The Festival’s International Advisory Board (IAB) was set up in 2001. IAB members are based in several of the world’s major film centres – Los Angeles, New York, London, Toronto – and provide general guidance regarding the strategic positioning of BIFF. They act as ambassadors for BIFF as they travel the world to other festivals, and assist in the development of our film programme by providing, or soliciting, top quality independent films for the festival line-up. They also recommend, and solicit, new IAB members.






International Advisory Board Members

Tom Bernard


Mr. Bernard runs Sony Pictures Classics with partners Michael Barker and Marcie Bloom. An autonomous company within Sony Pictures Entertainment, Sony Pictures Classics was founded in 1992 to distribute, produce and acquire independent films from the United States and around the world. Mr. Bernard formerly served as an executive at Orion Classics and United Artists Classics.


David Poland


Mr. Poland is co-founder, editor-in-chief and publisher of MovieCityNews.com, a movie industry archive that features many of the leading voices in the film industry. He is the author of the widely read, daily entertainment industry column, The Hot Button, and is a former director of the Miami International Film Festival.
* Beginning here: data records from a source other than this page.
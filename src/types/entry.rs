use serde::{Deserialize, Serialize};

/// A credential record owned by an admin.
///
/// Immutable once created. The share engine only ever reads these.
#[derive(Debug, Clone, PartialEq, Eq, Serialize, Deserialize)]
pub struct PasswordEntry {
    pub id: String,
    pub owner_id: String,
    pub service_name: String,
    pub service_url: Option<String>,
    pub username: String,
    pub secret: String,
    pub created_at: i64,
}

/// Input for creating a new credential record.
#[derive(Debug, Clone, Serialize, Deserialize)]
pub struct NewPasswordEntry {
    pub owner_id: String,
    pub service_name: String,
    pub service_url: Option<String>,
    pub username: String,
    pub secret: String,
}
use serde::{Deserialize, Serialize};

/// Lifecycle transition recorded in the activity log.
#[derive(Debug, Clone, Copy, PartialEq, Eq, Serialize, Deserialize)]
#[serde(rename_all = "kebab-case")]
pub enum ActivityAction {
    ShareCreated,
    Viewed,
    Revoked,
    Confirmed,
}

impl ActivityAction {
    pub fn as_str(&self) -> &'static str {
        match self {
            ActivityAction::ShareCreated => "share-created",
            ActivityAction::Viewed => "viewed",
            ActivityAction::Revoked => "revoked",
            ActivityAction::Confirmed => "confirmed",
        }
    }

    pub fn parse(s: &str) -> Option<Self> {
        match s {
            "share-created" => Some(ActivityAction::ShareCreated),
            "viewed" => Some(ActivityAction::Viewed),
            "revoked" => Some(ActivityAction::Revoked),
            "confirmed" => Some(ActivityAction::Confirmed),
            _ => None,
        }
    }

    /// Status recorded alongside each action.
    pub fn status(&self) -> ActivityStatus {
        match self {
            ActivityAction::ShareCreated => ActivityStatus::Active,
            ActivityAction::Viewed => ActivityStatus::Viewed,
            ActivityAction::Revoked => ActivityStatus::Revoked,
            ActivityAction::Confirmed => ActivityStatus::Confirmed,
        }
    }
}

/// Share status at the moment a log entry was written.
#[derive(Debug, Clone, Copy, PartialEq, Eq, Serialize, Deserialize)]
#[serde(rename_all = "snake_case")]
pub enum ActivityStatus {
    Active,
    Viewed,
    Revoked,
    Confirmed,
}

impl ActivityStatus {
    pub fn as_str(&self) -> &'static str {
        match self {
            ActivityStatus::Active => "active",
            ActivityStatus::Viewed => "viewed",
            ActivityStatus::Revoked => "revoked",
            ActivityStatus::Confirmed => "confirmed",
        }
    }

    pub fn parse(s: &str) -> Option<Self> {
        match s {
            "active" => Some(ActivityStatus::Active),
            "viewed" => Some(ActivityStatus::Viewed),
            "revoked" => Some(ActivityStatus::Revoked),
            "confirmed" => Some(ActivityStatus::Confirmed),
            _ => None,
        }
    }
}

/// Immutable audit fact. Never updated or deleted once written.
#[derive(Debug, Clone, PartialEq, Eq, Serialize, Deserialize)]
pub struct ActivityLogEntry {
    pub id: String,
    pub owner_id: String,
    pub action: ActivityAction,
    pub service_name: Option<String>,
    pub recipient_label: Option<String>,
    pub status: ActivityStatus,
    pub viewed_at: Option<i64>,
    pub expires_at: Option<i64>,
    pub created_at: i64,
}

impl ActivityLogEntry {
    /// Builds a log entry for `action` with a fresh id; status follows the action.
    pub fn new(owner_id: &str, action: ActivityAction, created_at: i64) -> Self {
        Self {
            id: uuid::Uuid::new_v4().to_string(),
            owner_id: owner_id.to_string(),
            action,
            service_name: None,
            recipient_label: None,
            status: action.status(),
            viewed_at: None,
            expires_at: None,
            created_at,
        }
    }
}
He has attended BIFF every year since 2000.


Nick Roddick



Nick Roddick taught film and theatre at universities in the UK, Ireland and the USA before becoming a journalist in the early eighties. After a stint with Stills Magazine in London he was editor of Cinema Papers in Australia from 1985-6, followed by a decade as a trade journalist as Editor of Screen International, then Moving Pictures International. He is the author of several books and currently runs Brighton-based Split Screen. He contributes regularly to Sight & Sound and the Evening Standard; is currently building Film File Europe, a pan-European database; and consults for a number of international film festivals.


Alison Swan



Alison Swan first caught the film bug while studying cinema at university in Paris. She returned to Bates College in Maine where she directed a documentary about a mill strike that was used by the workers to lobby for their cause. In 1995, she received an MFA in Film from New York University where she completed four shorts and was awarded the Spike Lee Fellowship. She wrote and directed the feature film, "Mixing Nia", which won top prizes at The Houston International Film Festival, The Acapulco Black Film Festival and at BIFF and was bought by HBO. She has directed television for Nickelodeon, and written screenplays for Twentieth Century Fox and Showtime.